John Klar: When populism and socialism marry

By John Klar

Mainstream media headlines are sensationalizing a round-up in Germany of alleged “far-right” conspirators determined to overthrow the Federal Republic of Germany. Such extremists doubtless exist, but parallels of the arrests — and of the neo-liberal American media’s reporting about them — with rising claims of “far-right extremism” in the United States are worthy of study.

John Klar

Increasingly, American mainstream media clamor against “Christian Nationalism,” “right-wing extremism,” and so-called threats to democracy by those (on the right only) who question election or voter integrity, the science of COVID vaccinations, Critical Race Theory, gender theory in schools, or the existence of a “Great Reset.” Per the leftist mantra, these ideas demand militant campaigns to silence “disinformation.” Free speech must not be permitted to include erstwhile protected expressions of opinion or political views if they are labeled “hate speech” or dangerous.

The parallels in American reporting about Germany’s recent arrests are similar to histrionic claims that January 6 displayed a 9/11-like attack on American democracy.
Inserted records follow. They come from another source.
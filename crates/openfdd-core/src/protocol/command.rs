//! Request lines understood by the daemon.

use std::fmt;

use super::codec;

/// One request line: a verb followed by positional arguments.
#[derive(Debug, Clone, PartialEq, Eq)]
pub struct Command {
    fields: Vec<String>,
    trailing_delimiter: bool,
}

impl Command {
    /// Start a command with the given verb and no arguments.
    pub fn new(verb: impl Into<String>) -> Self {
        Self {
            fields: vec![verb.into()],
            trailing_delimiter: false,
        }
    }

    /// Append one positional argument.
    pub fn arg(mut self, value: impl Into<String>) -> Self {
        self.fields.push(value.into());
        self
    }

    /// End the line with an extra delimiter after the last field.
    pub fn with_trailing_delimiter(mut self) -> Self {
        self.trailing_delimiter = true;
        self
    }

    /// `list-devices`
    pub fn list_devices() -> Self {
        Self::new("list-devices")
    }

    /// `list-actions,<device>`
    pub fn list_actions(device_id: &str) -> Self {
        Self::new("list-actions").arg(device_id)
    }

    /// `list-action-params,<device>,<action>`
    pub fn list_action_params(device_id: &str, action_id: &str) -> Self {
        Self::new("list-action-params").arg(device_id).arg(action_id)
    }

    /// `action-run,<device>,<action>,<value>,...,`
    ///
    /// The daemon expects a delimiter after the action id and after every
    /// value, so the line always ends in `,` even with no values.
    pub fn action_run<S: AsRef<str>>(device_id: &str, action_id: &str, values: &[S]) -> Self {
        values
            .iter()
            .fold(
                Self::new("action-run").arg(device_id).arg(action_id),
                |cmd, value| cmd.arg(value.as_ref()),
            )
            .with_trailing_delimiter()
    }

    pub fn verb(&self) -> &str {
        &self.fields[0]
    }

    pub fn fields(&self) -> &[String] {
        &self.fields
    }

    /// Wire bytes for this command, terminator included.
    pub fn encode(&self, escape: bool) -> Vec<u8> {
        codec::encode(&self.fields, self.trailing_delimiter, escape)
    }
}

/// Renders the line as sent with escaping on, without the terminator.
impl fmt::Display for Command {
    fn fmt(&self, f: &mut fmt::Formatter<'_>) -> fmt::Result {
        let encoded = self.encode(true);
        let line = String::from_utf8_lossy(&encoded[..encoded.len() - 1]);
        f.write_str(&line)
    }
}
//! Scripted stand-in for the OpenFDD daemon.
//!
//! [`MockDaemon`] binds a Unix socket inside a temp directory, greets every
//! connection with a configurable header, and answers exact command lines
//! with canned raw bytes. Every line it receives is recorded so tests can
//! assert on the precise wire format the client produced.

use std::collections::HashMap;
use std::path::{Path, PathBuf};
use std::sync::{Arc, Mutex};

use tempfile::TempDir;
use tokio::io::{AsyncBufReadExt, AsyncWriteExt, BufReader};
use tokio::net::{UnixListener, UnixStream};
use tokio::task::JoinHandle;
use tracing::debug;

use openfdd_config::ClientConfig;

use crate::config::TestConfigBuilder;

/// How the mock answers one command line.
#[derive(Debug, Clone)]
pub enum Reply {
    /// Write these bytes verbatim (include the `\n` terminators).
    Raw(String),
    /// Write these bytes, then close the connection.
    RawThenHangup(String),
    /// Close the connection without answering.
    Hangup,
    /// Read the command and never answer.
    Silent,
}

struct Script {
    header: Vec<u8>,
    hang_up_after_header: bool,
    replies: HashMap<String, Reply>,
    fallback: Reply,
}

/// Builder for [`MockDaemon`].
pub struct MockDaemonBuilder {
    script: Script,
}

impl MockDaemonBuilder {
    /// Greet with `line` followed by a terminator.
    pub fn header(mut self, line: &str) -> Self {
        self.script.header = format!("{line}\n").into_bytes();
        self
    }

    /// Greet with exactly these bytes.
    pub fn raw_header(mut self, bytes: &str) -> Self {
        self.script.header = bytes.as_bytes().to_vec();
        self
    }

    /// Close every connection right after the header is written.
    pub fn hang_up_after_header(mut self) -> Self {
        self.script.hang_up_after_header = true;
        self
    }

    /// Answer `command` (a line as received, without terminator) with raw
    /// `response` bytes.
    pub fn reply(mut self, command: &str, response: &str) -> Self {
        self.script
            .replies
            .insert(command.to_string(), Reply::Raw(response.to_string()));
        self
    }

    /// Answer `command` with `response`, then close the connection.
    pub fn reply_then_hang_up(mut self, command: &str, response: &str) -> Self {
        self.script.replies.insert(
            command.to_string(),
            Reply::RawThenHangup(response.to_string()),
        );
        self
    }

    pub fn hang_up_on(mut self, command: &str) -> Self {
        self.script
            .replies
            .insert(command.to_string(), Reply::Hangup);
        self
    }

    pub fn silent_on(mut self, command: &str) -> Self {
        self.script
            .replies
            .insert(command.to_string(), Reply::Silent);
        self
    }

    /// Reply for commands with no scripted answer. Defaults to
    /// `fail,unknown command`.
    pub fn fallback(mut self, reply: Reply) -> Self {
        self.script.fallback = reply;
        self
    }

    /// Bind the socket and start serving connections one at a time.
    pub async fn start(self) -> MockDaemon {
        let temp_dir = TempDir::new().expect("failed to create temp dir");
        let socket_path = temp_dir.path().join("openfdd.socket");
        let listener = UnixListener::bind(&socket_path).expect("failed to bind mock socket");

        let received = Arc::new(Mutex::new(Vec::new()));
        let handle = tokio::spawn(serve(
            listener,
            Arc::new(self.script),
            Arc::clone(&received),
        ));

        MockDaemon {
            socket_path,
            received,
            handle,
            _temp_dir: temp_dir,
        }
    }
}

/// A running scripted daemon. The socket and its temp directory are removed
/// when this value is dropped.
pub struct MockDaemon {
    socket_path: PathBuf,
    received: Arc<Mutex<Vec<String>>>,
    handle: JoinHandle<()>,
    _temp_dir: TempDir,
}

impl MockDaemon {
    /// A daemon greeting with `openfddv1` and answering nothing else.
    pub fn builder() -> MockDaemonBuilder {
        MockDaemonBuilder {
            script: Script {
                header: b"openfddv1\n".to_vec(),
                hang_up_after_header: false,
                replies: HashMap::new(),
                fallback: Reply::Raw("fail,unknown command\n".to_string()),
            },
        }
    }

    pub fn socket_path(&self) -> &Path {
        &self.socket_path
    }

    /// Client config pointing at this daemon with short test deadlines.
    pub fn config(&self) -> ClientConfig {
        TestConfigBuilder::new()
            .socket_path(&self.socket_path)
            .build()
    }

    /// Every command line received so far, across all connections, in order.
    pub fn received(&self) -> Vec<String> {
        self.received
            .lock()
            .map(|lines| lines.clone())
            .unwrap_or_default()
    }
}

impl Drop for MockDaemon {
    fn drop(&mut self) {
        self.handle.abort();
    }
}

async fn serve(listener: UnixListener, script: Arc<Script>, received: Arc<Mutex<Vec<String>>>) {
    loop {
        let stream = match listener.accept().await {
            Ok((stream, _)) => stream,
            Err(e) => {
                debug!(error = %e, "mock daemon accept failed");
                return;
            }
        };
        if let Err(e) = serve_connection(stream, &script, &received).await {
            debug!(error = %e, "mock daemon connection ended with error");
        }
    }
}

async fn serve_connection(
    stream: UnixStream,
    script: &Script,
    received: &Mutex<Vec<String>>,
) -> std::io::Result<()> {
    let (read_half, mut write_half) = stream.into_split();
    let mut reader = BufReader::new(read_half);

    write_half.write_all(&script.header).await?;
    if script.hang_up_after_header {
        return Ok(());
    }

    let mut line = Vec::new();
    loop {
        line.clear();
        if reader.read_until(b'\n', &mut line).await? == 0 {
            return Ok(());
        }
        let body = line.strip_suffix(b"\n").unwrap_or(&line);
        let command = String::from_utf8_lossy(body).into_owned();
        debug!(%command, "mock daemon received");
        if let Ok(mut lines) = received.lock() {
            lines.push(command.clone());
        }

        match script.replies.get(&command).unwrap_or(&script.fallback) {
            Reply::Raw(response) => write_half.write_all(response.as_bytes()).await?,
            Reply::RawThenHangup(response) => {
                write_half.write_all(response.as_bytes()).await?;
                return Ok(());
            }
            Reply::Hangup => return Ok(()),
            Reply::Silent => {}
        }
    }
}
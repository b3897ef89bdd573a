//! Resource catalog: devices, their actions, and action parameters.
//!
//! Every list operation sends one command and then reads frames until a
//! terminal `done` or `fail`. Only the first field decides whether a frame is
//! terminal; anything else is a data record for the active command.
//!
//! The returned values are plain snapshots. They hold ids, not a session, so
//! every call that talks to the daemon takes the [`Session`] explicitly.

use std::collections::HashMap;

use serde::Serialize;
use tracing::{debug, warn};

use crate::protocol::{Command, Frame, Terminal};
use crate::session::{Session, SessionError};

/// Errors from catalog operations.
#[derive(Debug, thiserror::Error)]
pub enum CatalogError {
    #[error(transparent)]
    Session(#[from] SessionError),

    #[error("daemon rejected `{command}`: {reason}")]
    OperationFailed { command: String, reason: String },

    #[error("action did not run for `{command}` (response {response:?})")]
    ActionRunFailed {
        command: String,
        response: Vec<String>,
    },

    #[error("malformed record for `{command}`: expected {expected}, got {fields:?}")]
    MalformedRecord {
        command: String,
        expected: &'static str,
        fields: Vec<String>,
    },

    #[error("no value given for parameter {name:?}")]
    MissingParam { name: String },

    #[error("action has no parameter named {name:?}")]
    UnknownParam { name: String },
}

impl CatalogError {
    /// Whether the session was torn down by this error.
    pub fn is_fatal(&self) -> bool {
        match self {
            CatalogError::Session(e) => e.is_fatal(),
            _ => false,
        }
    }
}

/// A daemon-managed controllable unit.
#[derive(Debug, Clone, PartialEq, Eq, Serialize)]
pub struct Device {
    pub id: String,
    pub name: String,
}

/// An operation exposed by a [`Device`].
#[derive(Debug, Clone, PartialEq, Eq, Serialize)]
pub struct Action {
    pub id: String,
    pub name: String,
    pub description: String,
    pub device_id: String,
}

/// Describes one positional argument of an [`Action`].
#[derive(Debug, Clone, PartialEq, Eq, Serialize)]
pub struct Param {
    pub name: String,
    pub description: String,
    #[serde(rename = "type")]
    pub kind: String,
    /// The descriptor's tail from the type field onward, verbatim.
    ///
    /// Shape depends on the type (enum choices, numeric bounds, ...).
    pub type_info: Vec<String>,
}

impl Device {
    fn from_record(fields: Vec<String>) -> Option<Self> {
        if fields.len() > 2 {
            debug!(extra = fields.len() - 2, "ignoring extra device fields");
        }
        let mut it = fields.into_iter();
        Some(Self {
            id: it.next()?,
            name: it.next()?,
        })
    }

    /// List this device's actions.
    pub async fn actions(&self, session: &mut Session) -> Result<Vec<Action>, CatalogError> {
        list_actions(session, &self.id).await
    }
}

impl Action {
    fn from_record(device_id: &str, fields: Vec<String>) -> Option<Self> {
        if fields.len() > 3 {
            debug!(extra = fields.len() - 3, "ignoring extra action fields");
        }
        let mut it = fields.into_iter();
        Some(Self {
            id: it.next()?,
            name: it.next()?,
            description: it.next()?,
            device_id: device_id.to_string(),
        })
    }

    /// Fetch the parameter descriptors, in the order `run` expects values.
    pub async fn params(&self, session: &mut Session) -> Result<Vec<Param>, CatalogError> {
        list_action_params(session, &self.device_id, &self.id).await
    }

    /// Run with values given positionally, in descriptor order.
    pub async fn run<S: AsRef<str>>(
        &self,
        session: &mut Session,
        values: &[S],
    ) -> Result<(), CatalogError> {
        run_action(session, &self.device_id, &self.id, values).await
    }

    /// Run with values keyed by parameter name.
    ///
    /// Fetches the descriptors first to put the values in wire order.
    pub async fn run_named(
        &self,
        session: &mut Session,
        named: &HashMap<String, String>,
    ) -> Result<(), CatalogError> {
        let params = self.params(session).await?;
        let values = order_values(&params, named)?;
        self.run(session, &values).await
    }
}

impl Param {
    fn from_record(fields: Vec<String>) -> Option<Self> {
        if fields.len() < 3 {
            return None;
        }
        let type_info = fields[2..].to_vec();
        let mut it = fields.into_iter();
        Some(Self {
            name: it.next()?,
            description: it.next()?,
            kind: it.next()?,
            type_info,
        })
    }
}

/// `list-devices`
pub async fn list_devices(session: &mut Session) -> Result<Vec<Device>, CatalogError> {
    collect_records(
        session,
        Command::list_devices(),
        "[id, name]",
        Device::from_record,
    )
    .await
}

/// `list-actions,<device>`
pub async fn list_actions(
    session: &mut Session,
    device_id: &str,
) -> Result<Vec<Action>, CatalogError> {
    collect_records(
        session,
        Command::list_actions(device_id),
        "[id, name, description]",
        |fields| Action::from_record(device_id, fields),
    )
    .await
}

/// `list-action-params,<device>,<action>`
pub async fn list_action_params(
    session: &mut Session,
    device_id: &str,
    action_id: &str,
) -> Result<Vec<Param>, CatalogError> {
    collect_records(
        session,
        Command::list_action_params(device_id, action_id),
        "[name, description, type, ...]",
        Param::from_record,
    )
    .await
}

/// `action-run,<device>,<action>,<value>,...,`
///
/// Values are positional; the caller orders them like the descriptors from
/// [`list_action_params`]. The daemon answers with a single frame.
pub async fn run_action<S: AsRef<str>>(
    session: &mut Session,
    device_id: &str,
    action_id: &str,
    values: &[S],
) -> Result<(), CatalogError> {
    let command = Command::action_run(device_id, action_id, values);
    session.send_command(&command).await?;

    let response = session.read_frame().await?;
    if response.terminal() == Some(Terminal::Done) {
        debug!(%command, "action ran");
        return Ok(());
    }

    warn!(%command, response = ?response.fields(), "action run rejected");
    Err(CatalogError::ActionRunFailed {
        command: command.to_string(),
        response: response.into_fields(),
    })
}

/// Put `named` values into the positional order of `params`.
pub fn order_values(
    params: &[Param],
    named: &HashMap<String, String>,
) -> Result<Vec<String>, CatalogError> {
    if let Some(unknown) = named
        .keys()
        .find(|key| !params.iter().any(|p| &p.name == *key))
    {
        return Err(CatalogError::UnknownParam {
            name: unknown.clone(),
        });
    }

    params
        .iter()
        .map(|param| {
            named
                .get(&param.name)
                .cloned()
                .ok_or_else(|| CatalogError::MissingParam {
                    name: param.name.clone(),
                })
        })
        .collect()
}

/// Send `command` and gather records until the terminal frame.
///
/// A short record does not stop the loop: the remaining frames are still
/// drained so the session stays aligned, then the first bad record is
/// reported.
async fn collect_records<T, F>(
    session: &mut Session,
    command: Command,
    expected: &'static str,
    parse: F,
) -> Result<Vec<T>, CatalogError>
where
    F: Fn(Vec<String>) -> Option<T>,
{
    session.send_command(&command).await?;

    let mut records = Vec::new();
    let mut malformed: Option<Vec<String>> = None;
    loop {
        let frame: Frame = session.read_frame().await?;
        match frame.terminal() {
            Some(Terminal::Done) => break,
            Some(Terminal::Fail) => {
                let reason = frame.detail();
                warn!(%command, %reason, "daemon reported failure");
                return Err(CatalogError::OperationFailed {
                    command: command.to_string(),
                    reason,
                });
            }
            None => {
                let fields = frame.into_fields();
                match parse(fields.clone()) {
                    Some(record) => records.push(record),
                    None => {
                        warn!(%command, ?fields, "malformed record");
                        malformed.get_or_insert(fields);
                    }
                }
            }
        }
    }

    if let Some(fields) = malformed {
        return Err(CatalogError::MalformedRecord {
            command: command.to_string(),
            expected,
            fields,
        });
    }

    debug!(%command, count = records.len(), "listing complete");
    Ok(records)
}

#[cfg(test)]
mod tests {
    use super::*;
    use pretty_assertions::assert_eq;

    fn strings(items: &[&str]) -> Vec<String> {
        items.iter().map(|s| s.to_string()).collect()
    }

    fn param(name: &str) -> Param {
        Param {
            name: name.to_string(),
            description: String::new(),
            kind: "string".to_string(),
            type_info: strings(&["string"]),
        }
    }

    #[test]
    fn test_device_record() {
        let device = Device::from_record(strings(&["dev3", "done"])).unwrap();
        assert_eq!(
            device,
            Device {
                id: "dev3".into(),
                name: "done".into()
            }
        );
        assert!(Device::from_record(strings(&["lonely"])).is_none());
    }

    #[test]
    fn test_action_record_carries_device_id() {
        let action =
            Action::from_record("dev1", strings(&["on", "Turn on", "Powers the lamp"])).unwrap();
        assert_eq!(action.device_id, "dev1");
        assert_eq!(action.description, "Powers the lamp");
        assert!(Action::from_record("dev1", strings(&["on", "Turn on"])).is_none());
    }

    #[test]
    fn test_param_record_keeps_type_info_verbatim() {
        let param = Param::from_record(strings(&[
            "level",
            "Brightness",
            "int",
            "0",
            "100",
        ]))
        .unwrap();
        assert_eq!(param.kind, "int");
        assert_eq!(param.type_info, strings(&["int", "0", "100"]));
        assert!(Param::from_record(strings(&["level", "Brightness"])).is_none());
    }

    #[test]
    fn test_order_values_follows_descriptors() {
        let params = vec![param("level"), param("mode")];
        let named = HashMap::from([
            ("mode".to_string(), "on".to_string()),
            ("level".to_string(), "5".to_string()),
        ]);
        assert_eq!(order_values(&params, &named).unwrap(), strings(&["5", "on"]));
    }

    #[test]
    fn test_order_values_missing_param() {
        let params = vec![param("level"), param("mode")];
        let named = HashMap::from([("level".to_string(), "5".to_string())]);
        let err = order_values(&params, &named).unwrap_err();
        assert!(matches!(err, CatalogError::MissingParam { name } if name == "mode"));
    }

    #[test]
    fn test_order_values_unknown_param() {
        let params = vec![param("level")];
        let named = HashMap::from([
            ("level".to_string(), "5".to_string()),
            ("colour".to_string(), "red".to_string()),
        ]);
        let err = order_values(&params, &named).unwrap_err();
        assert!(matches!(err, CatalogError::UnknownParam { name } if name == "colour"));
    }

    #[test]
    fn test_param_serializes_kind_as_type() {
        let json = serde_json::to_value(param("level")).unwrap();
        assert_eq!(json["type"], "string");
    }

    #[test]
    fn test_protocol_failures_are_not_fatal() {
        let err = CatalogError::OperationFailed {
            command: "list-actions,X".into(),
            reason: "no such device".into(),
        };
        assert!(!err.is_fatal());
        assert_eq!(
            err.to_string(),
            "daemon rejected `list-actions,X`: no such device"
        );
        assert!(CatalogError::Session(SessionError::Closed).is_fatal());
    }
}
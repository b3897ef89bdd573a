#![deny(unsafe_code)]

//! OpenFDD CLI: browse and drive the daemon's devices from a shell.

mod render;

use std::collections::HashMap;
use std::path::{Path, PathBuf};

use anyhow::{Context, Result};
use clap::{Parser, Subcommand};
use tracing::{debug, info, warn};
use tracing_subscriber::EnvFilter;

use openfdd_config::ClientConfig;
use openfdd_core::{Session, catalog};

use render::{ActionTree, DeviceTree, OutputFormat};

/// OpenFDD: control devices exposed by the OpenFDD daemon.
#[derive(Parser)]
#[command(name = "openfdd", version, about, long_about = None)]
struct Cli {
    /// Path to configuration file.
    #[arg(short, long, default_value = "openfdd.toml")]
    config: PathBuf,

    /// Daemon socket path (overrides the configuration file).
    #[arg(short, long)]
    socket: Option<PathBuf>,

    /// Increase log verbosity (-v, -vv).
    #[arg(short, long, action = clap::ArgAction::Count)]
    verbose: u8,

    /// Print results as JSON.
    #[arg(long)]
    json: bool,

    #[command(subcommand)]
    command: Commands,
}

#[derive(Subcommand)]
enum Commands {
    /// List devices.
    Devices,

    /// List a device's actions.
    Actions {
        /// Device id.
        device: String,
    },

    /// Describe an action's parameters.
    Params {
        /// Device id.
        device: String,
        /// Action id.
        action: String,
    },

    /// Run an action.
    Run {
        /// Device id.
        device: String,
        /// Action id.
        action: String,
        /// Parameter values in descriptor order.
        #[arg(conflicts_with = "named")]
        values: Vec<String>,
        /// Parameter values by name, ordered using the action's descriptors.
        #[arg(long, value_name = "NAME=VALUE", value_parser = parse_named)]
        named: Vec<(String, String)>,
    },

    /// Walk every device, action, and parameter.
    Tree,

    /// Validate and display configuration.
    Config {
        /// Show the resolved configuration.
        #[arg(long)]
        show: bool,
    },
}

#[tokio::main]
async fn main() -> Result<()> {
    let cli = Cli::parse();

    let (config, from_file) = resolve_config(&cli).await?;

    // Logs go to stderr so stdout only carries results
    let filter = match cli.verbose {
        0 => config.logging.level.as_str(),
        1 => "debug",
        _ => "trace",
    };
    tracing_subscriber::fmt()
        .with_env_filter(
            EnvFilter::try_from_default_env().unwrap_or_else(|_| EnvFilter::new(filter)),
        )
        .with_writer(std::io::stderr)
        .init();

    if !from_file {
        debug!(path = %cli.config.display(), "Config file not found, using defaults");
    }

    let format = if cli.json {
        OutputFormat::Json
    } else {
        OutputFormat::Text
    };

    match cli.command {
        Commands::Config { show } => cmd_config(&cli.config, &config, show)?,
        command => {
            let mut session = connect(&config).await?;
            let output = run_command(&mut session, command, format).await;
            session.close();
            print!("{}", output?);
        }
    }

    Ok(())
}

async fn connect(config: &ClientConfig) -> Result<Session> {
    let session = Session::open(config)
        .await
        .with_context(|| format!("cannot open session on {}", config.connection.socket_path))?;

    // Ctrl-C aborts whatever exchange is pending instead of hanging
    let cancel = session.cancel_handle();
    tokio::spawn(async move {
        if tokio::signal::ctrl_c().await.is_ok() {
            warn!("Ctrl-C received, cancelling");
            cancel.cancel();
        }
    });

    Ok(session)
}

async fn run_command(
    session: &mut Session,
    command: Commands,
    format: OutputFormat,
) -> Result<String> {
    match command {
        Commands::Devices => {
            let devices = catalog::list_devices(session).await?;
            render::devices(&devices, format)
        }
        Commands::Actions { device } => {
            let actions = catalog::list_actions(session, &device).await?;
            render::actions(&actions, format)
        }
        Commands::Params { device, action } => {
            let params = catalog::list_action_params(session, &device, &action).await?;
            render::params(&params, format)
        }
        Commands::Run {
            device,
            action,
            values,
            named,
        } => {
            let values = if named.is_empty() {
                values
            } else {
                let params = catalog::list_action_params(session, &device, &action).await?;
                let named: HashMap<String, String> = named.into_iter().collect();
                catalog::order_values(&params, &named)?
            };
            catalog::run_action(session, &device, &action, &values).await?;
            info!(%device, %action, "action ran");
            render::ran(&device, &action, &values, format)
        }
        Commands::Tree => {
            let tree = walk_tree(session).await?;
            render::tree(&tree, format)
        }
        Commands::Config { .. } => anyhow::bail!("config is handled without a session"),
    }
}

async fn walk_tree(session: &mut Session) -> Result<Vec<DeviceTree>> {
    let mut tree = Vec::new();
    for device in catalog::list_devices(session).await? {
        let mut actions = Vec::new();
        for action in device.actions(session).await? {
            let params = action.params(session).await?;
            actions.push(ActionTree { action, params });
        }
        tree.push(DeviceTree { device, actions });
    }
    Ok(tree)
}

fn cmd_config(config_path: &Path, config: &ClientConfig, show: bool) -> Result<()> {
    if show {
        let toml_str =
            toml::to_string_pretty(config).map_err(|e| anyhow::anyhow!("TOML error: {e}"))?;
        println!("{toml_str}");
    } else {
        println!("Configuration at '{}' is valid.", config_path.display());
    }
    Ok(())
}

/// Load the config file and apply command-line overrides.
async fn resolve_config(cli: &Cli) -> Result<(ClientConfig, bool)> {
    let (mut config, from_file) = load_config(&cli.config).await?;
    if let Some(socket) = &cli.socket {
        config.connection.socket_path = socket.display().to_string();
    }
    Ok((config, from_file))
}

/// Load the config file, or defaults when it does not exist. The flag tells
/// whether the file was read.
async fn load_config(path: &Path) -> Result<(ClientConfig, bool)> {
    if path.exists() {
        let config = ClientConfig::load(path)
            .await
            .with_context(|| format!("invalid config file {}", path.display()))?;
        Ok((config, true))
    } else {
        Ok((ClientConfig::default(), false))
    }
}

fn parse_named(s: &str) -> Result<(String, String), String> {
    s.split_once('=')
        .map(|(name, value)| (name.to_string(), value.to_string()))
        .ok_or_else(|| format!("expected NAME=VALUE, got {s:?}"))
}
mod config;
mod errors;
mod extraction;
mod llm_client;
mod models;
mod routes;
mod screening;
mod state;
mod timing;

use anyhow::{Context, Result};
use std::net::SocketAddr;
use std::sync::Arc;
use tower_http::trace::TraceLayer;
use tracing::info;
use tracing_subscriber::{layer::SubscriberExt, util::SubscriberInitExt, EnvFilter};

use crate::config::Config;
use crate::extraction::FileTextExtractor;
use crate::llm_client::LlmClient;
use crate::routes::{build_router, cors_layer};
use crate::screening::{BatchProcessor, ScoringEngine};
use crate::state::AppState;

#[tokio::main]
async fn main() -> Result<()> {
    // Load configuration first (fails on malformed numeric env vars)
    let config = Config::from_env()?;

    // Initialize structured logging
    tracing_subscriber::registry()
        .with(EnvFilter::try_from_default_env().unwrap_or_else(|_| {
            EnvFilter::new(format!("{}={}", env!("CARGO_CRATE_NAME"), &config.rust_log))
        }))
        .with(tracing_subscriber::fmt::layer())
        .init();

    info!("Starting Screener API v{}", env!("CARGO_PKG_VERSION"));

    tokio::fs::create_dir_all(&config.upload_dir)
        .await
        .with_context(|| format!("Failed to create upload dir {}", config.upload_dir.display()))?;
    info!("Upload directory: {}", config.upload_dir.display());

    // Initialize judgment service client
    let llm = LlmClient::new(config.llm_settings())?;
    info!(
        "LLM client initialized (host: {}, model: {})",
        config.ollama_host,
        llm.model()
    );

    let engine = ScoringEngine::new(Arc::new(llm), config.scoring_limits());
    let batch_options = config.batch_options();
    info!(
        "Batch options: {} concurrent files, {:?} per file",
        batch_options.max_concurrent_files, batch_options.file_timeout
    );
    let processor = BatchProcessor::new(Arc::new(FileTextExtractor), engine, batch_options);

    // Build app state
    let state = AppState {
        config: config.clone(),
        processor,
    };

    // Build router
    let app = build_router(state)
        .layer(TraceLayer::new_for_http())
        .layer(cors_layer(&config.cors_origins));

    let addr: SocketAddr = format!("0.0.0.0:{}", config.port).parse()?;
    info!("Listening on {addr}");

    let listener = tokio::net::TcpListener::bind(addr).await?;
    axum::serve(listener, app).await?;

    Ok(())
}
According to the ubiquitous (and lockstep) MSM reports, 25 people were detained, on “suspicion of ‘membership in a terrorist organization,’” from a group of “an estimated 50 people” called Reich Citizens Movement, who “follow a conglomerate of conspiracy myths consisting of narratives of the so-called Reichsbürger as well as QAnon ideology.”

The idea of Germany being overtaken by a Reich monarchy of 50 fringe nationalists is a tad difficult to imagine.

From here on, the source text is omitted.